[[ RECORDS SUPPLIED open ]]
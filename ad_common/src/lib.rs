//! AD1 Common Library
//!
//! Data model and algorithms shared by every AD1 crate: the packed-sample
//! decode, sliding sample windows, feature extraction, k-means scoring, the
//! rolling anomaly-rate state machine, the error taxonomy, and config.
//!
//! # Module Structure
//!
//! - [`error`] - the `Outcome` non-fatal result taxonomy
//! - [`handle`] - opaque host/dimension handles
//! - [`storage`] - the `SeriesSource`/`SeriesCursor` query traits and packed-sample codec
//! - [`sample`] - `SampleWindow` construction from a `SeriesSource`
//! - [`feature`] - differencing/smoothing/lag-embedding feature pipeline
//! - [`kmeans`] - the `K=2` clustering model
//! - [`bits`] - fixed-capacity rolling bit counter
//! - [`window`] - the `RollingBitWindow` anomaly-event state machine
//! - [`pattern`] - host/chart skip-list glob matching
//! - [`config`] - the typed configuration snapshot
//!
//! # Usage
//!
//! ```toml
//! [dependencies]
//! ad_common = { workspace = true }
//! ```

pub mod bits;
pub mod config;
pub mod error;
pub mod feature;
pub mod handle;
pub mod kmeans;
pub mod pattern;
pub mod sample;
pub mod storage;
pub mod window;

pub use crate::config::{Config, ConfigError};
pub use crate::error::Outcome;
pub use crate::feature::{FeatureMatrix, FeaturePipeline};
pub use crate::handle::{DimensionHandle, HostHandle};
pub use crate::kmeans::KMeansModel;
pub use crate::pattern::SimplePattern;
pub use crate::sample::SampleWindow;
pub use crate::storage::{decode_packed, encode_packed, SeriesCursor, SeriesSource};
pub use crate::window::{Edge, RollingBitWindow, WindowState};
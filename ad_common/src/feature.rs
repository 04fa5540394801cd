//! Feature extraction: differencing, trailing moving-average smoothing, and
//! lag embedding, applied in that order to a packed sample window.

use crate::error::Outcome;

/// A `rows × dim` matrix of feature vectors, row-major.
#[derive(Debug, Clone, PartialEq)]
pub struct FeatureMatrix {
    pub rows: Vec<Vec<f64>>,
    pub dim: usize,
}

impl FeatureMatrix {
    pub fn len(&self) -> usize {
        self.rows.len()
    }

    pub fn is_empty(&self) -> bool {
        self.rows.is_empty()
    }
}

/// The three preprocessing parameters, fixed for a dimension's lifetime by
/// config.
#[derive(Debug, Clone, Copy)]
pub struct FeaturePipeline {
    pub diff_n: usize,
    pub smooth_n: usize,
    pub lag_n: usize,
}

impl FeaturePipeline {
    pub fn new(diff_n: usize, smooth_n: usize, lag_n: usize) -> Self {
        Self {
            diff_n,
            smooth_n: smooth_n.max(1),
            lag_n,
        }
    }

    /// Minimum sample-window length this pipeline can preprocess.
    pub fn min_samples(&self) -> usize {
        self.diff_n + self.smooth_n + self.lag_n
    }

    /// Transform `m` real values into a `(m - diff_n - (smooth_n-1) -
    /// lag_n) × (lag_n+1)` feature matrix.
    pub fn transform(&self, xs: &[f64]) -> Result<FeatureMatrix, Outcome> {
        let m = xs.len();
        let diff_n = self.diff_n;
        let smooth_n = self.smooth_n;
        let lag_n = self.lag_n;

        let m1 = m as i64 - diff_n as i64;
        if m1 <= 0 {
            return Err(Outcome::MissingData);
        }
        let m2 = m1 - (smooth_n as i64 - 1);
        if m2 <= 0 {
            return Err(Outcome::MissingData);
        }
        let m3 = m2 - lag_n as i64;
        if m3 <= 0 {
            return Err(Outcome::MissingData);
        }
        let rows_out = m3 as usize;

        // Differencing: diffed[k] = x[k] - x[k-diff_n], valid for k in
        // [diff_n, m).
        let mut diffed = vec![0.0f64; m];
        for k in diff_n..m {
            diffed[k] = xs[k] - xs[k - diff_n];
        }

        // Smoothing: centered trailing moving average of width smooth_n,
        // valid for p in [diff_n+smooth_n-1, m). Incremental accumulator:
        // O(m) total, not O(m*smooth_n).
        let start_p = diff_n + smooth_n - 1;
        let mut smoothed = vec![0.0f64; m];
        let mut window_sum: f64 = diffed[diff_n..diff_n + smooth_n].iter().sum();
        smoothed[start_p] = window_sum / smooth_n as f64;
        for p in (start_p + 1)..m {
            window_sum += diffed[p] - diffed[p - smooth_n];
            smoothed[p] = window_sum / smooth_n as f64;
        }

        // Lag embedding: row t uses smoothed positions [i_final-lag_n, i_final].
        let dim = lag_n + 1;
        let first_i_final = start_p + lag_n;
        let mut rows = Vec::with_capacity(rows_out);
        for t in 0..rows_out {
            let i_final = first_i_final + t;
            let mut row = Vec::with_capacity(dim);
            for j in 0..=lag_n {
                row.push(smoothed[i_final - j]);
            }
            rows.push(row);
        }

        if rows.iter().flatten().any(|v| !v.is_finite()) {
            return Err(Outcome::MissingData);
        }

        Ok(FeatureMatrix { rows, dim })
    }
}
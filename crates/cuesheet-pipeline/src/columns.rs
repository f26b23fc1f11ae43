#[derive(Debug, Clone, Copy, PartialEq, Eq)]
pub enum Orientation {
    Landscape,
    Portrait,
}

impl Orientation {
    pub const BOTH: [Orientation; 2] = [Orientation::Landscape, Orientation::Portrait];

    pub fn as_str(self) -> &'static str {
        match self {
            Orientation::Landscape => "landscape",
            Orientation::Portrait => "portrait",
        }
    }
}

#[derive(Debug, Clone, PartialEq, Eq)]
pub struct CountryColumns {
    pub code: String,
    pub landscape: usize,
    pub portrait: Option<usize>,
    pub occurrences: Vec<usize>,
}

impl CountryColumns {
    pub fn variant_count(&self) -> usize {
        ((self.occurrences.len() + 1) / 2).max(1)
    }
}

#[derive(Debug, Clone, PartialEq, Eq)]
pub struct ColumnLayout {
    pub record_type: usize,
    pub video_id: Option<usize>,
    pub line: Option<usize>,
    pub start: Option<usize>,
    pub end: Option<usize>,
    pub key: Option<usize>,
    pub country_scope: Option<usize>,
    pub metadata: Option<usize>,
    pub countries: Vec<CountryColumns>,
}

fn find_column(lowered: &[String], name: &str) -> Option<usize> {
    lowered.iter().position(|header| header == name)
}

impl ColumnLayout {
    /// Returns `None` when the header has no `record_type` column.
    pub fn detect(headers: &[String], variant_index: usize) -> Option<Self> {
        let lowered: Vec<String> = headers
            .iter()
            .map(|header| header.trim().to_lowercase())
            .collect();
        let record_type = find_column(&lowered, "record_type")?;
        let end = find_column(&lowered, "end");
        let key = find_column(&lowered, "key");
        let country_scope = find_column(&lowered, "country_scope");
        let metadata = find_column(&lowered, "metadata");

        let first_country = match (metadata, country_scope) {
            (Some(idx), _) => idx + 1,
            (None, Some(idx)) => idx + 1,
            (None, None) => end.unwrap_or(0).max(key.unwrap_or(0)) + 1,
        };

        let mut occurrences: Vec<(String, Vec<usize>)> = Vec::new();
        for (idx, header) in headers.iter().enumerate().skip(first_country) {
            let code = header.trim();
            if code.is_empty() {
                continue;
            }
            match occurrences.iter_mut().find(|(seen, _)| seen == code) {
                Some((_, positions)) => positions.push(idx),
                None => occurrences.push((code.to_string(), vec![idx])),
            }
        }

        let countries = occurrences
            .into_iter()
            .map(|(code, positions)| select_variant(code, positions, variant_index))
            .collect::<Vec<_>>();
        for country in &countries {
            tracing::debug!(
                country = %country.code,
                landscape = country.landscape,
                portrait = ?country.portrait,
                variants = country.variant_count(),
                "country columns"
            );
        }

        Some(ColumnLayout {
            record_type,
            video_id: find_column(&lowered, "video_id"),
            line: find_column(&lowered, "line"),
            start: find_column(&lowered, "start"),
            end,
            key,
            country_scope,
            metadata,
            countries,
        })
    }

    pub fn country_codes(&self) -> Vec<String> {
        self.countries.iter().map(|country| country.code.clone()).collect()
    }
}

// Pair `vi` uses occurrences 2*vi and 2*vi+1, falling back to the first pair.
fn select_variant(code: String, occurrences: Vec<usize>, variant_index: usize) -> CountryColumns {
    let landscape = occurrences
        .get(2 * variant_index)
        .or_else(|| occurrences.first())
        .copied()
        .unwrap_or_default();
    let portrait = occurrences
        .get(2 * variant_index + 1)
        .or_else(|| occurrences.get(1))
        .copied();
    CountryColumns {
        code,
        landscape,
        portrait,
        occurrences,
    }
}
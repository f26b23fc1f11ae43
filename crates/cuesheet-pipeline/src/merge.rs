use crate::record::{TimedBlock, Timing};
use std::collections::HashMap;

enum BlockState {
    NoOpenBlock,
    OpenBlock(TimedBlock),
}

/// Folds untimed continuation rows into the block opened by the last fully timed row.
pub fn merge_blocks(blocks: Vec<TimedBlock>) -> Vec<TimedBlock> {
    let mut merged = Vec::with_capacity(blocks.len());
    let mut state = BlockState::NoOpenBlock;
    for block in blocks {
        state = match (state, block.timing.is_timed()) {
            (BlockState::NoOpenBlock, _) => BlockState::OpenBlock(block),
            (BlockState::OpenBlock(current), true) => {
                merged.push(current);
                BlockState::OpenBlock(block)
            }
            (BlockState::OpenBlock(mut current), false) => {
                current.texts.append_lines(&block.texts);
                BlockState::OpenBlock(current)
            }
        };
    }
    if let BlockState::OpenBlock(current) = state {
        merged.push(current);
    }
    merged
}

/// Joins an entry into the previous one when both share a line number and the
/// entry is either untimed or timed identically.
pub fn merge_lines(blocks: Vec<TimedBlock>) -> Vec<TimedBlock> {
    let mut merged: Vec<TimedBlock> = Vec::with_capacity(blocks.len());
    for block in blocks {
        if let Some(last) = merged.last_mut() {
            let continues =
                block.timing.is_untimed() || last.timing.bits() == block.timing.bits();
            if last.line == block.line && continues {
                last.texts.append_lines(&block.texts);
                continue;
            }
        }
        merged.push(block);
    }
    merged
}

/// Collapses entries sharing `(line, start, end)` anywhere in the list, keeping
/// first-seen order and adding only texts not already present.
pub fn dedup_blocks(blocks: Vec<TimedBlock>) -> Vec<TimedBlock> {
    let mut unique: Vec<TimedBlock> = Vec::with_capacity(blocks.len());
    let mut positions: HashMap<(i64, Option<u64>, Option<u64>), usize> = HashMap::new();
    for block in blocks {
        let (start, end) = block.timing.bits();
        let key = (block.line, start, end);
        match positions.get(&key) {
            Some(&pos) => unique[pos].texts.append_distinct(&block.texts),
            None => {
                positions.insert(key, unique.len());
                unique.push(block);
            }
        }
    }
    unique
}

/// Groups claims by exact timing (partially timed rows share the untimed group)
/// and renumbers the joined entries from 1.
pub fn join_by_timing(blocks: Vec<TimedBlock>) -> Vec<TimedBlock> {
    let mut joined: Vec<TimedBlock> = Vec::new();
    let mut positions: HashMap<Option<(u64, u64)>, usize> = HashMap::new();
    for block in blocks {
        let key = block.timing.timed_key();
        match positions.get(&key) {
            Some(&pos) => joined[pos].texts.append_lines(&block.texts),
            None => {
                positions.insert(key, joined.len());
                let timing = if key.is_some() {
                    block.timing
                } else {
                    Timing::default()
                };
                joined.push(TimedBlock {
                    line: 0,
                    timing,
                    texts: block.texts,
                });
            }
        }
    }
    for (idx, block) in joined.iter_mut().enumerate() {
        block.line = idx as i64 + 1;
    }
    joined
}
[[ RECORDS SUPPLIED closed ]]
**ACTIVITY**
What lines hold the string "pattern"? Pick them out of the data.

**TASK OUTPUT**
//! - [`pattern`] - host/chart skip-list glob matching
pub mod pattern;
pub use crate::pattern::SimplePattern;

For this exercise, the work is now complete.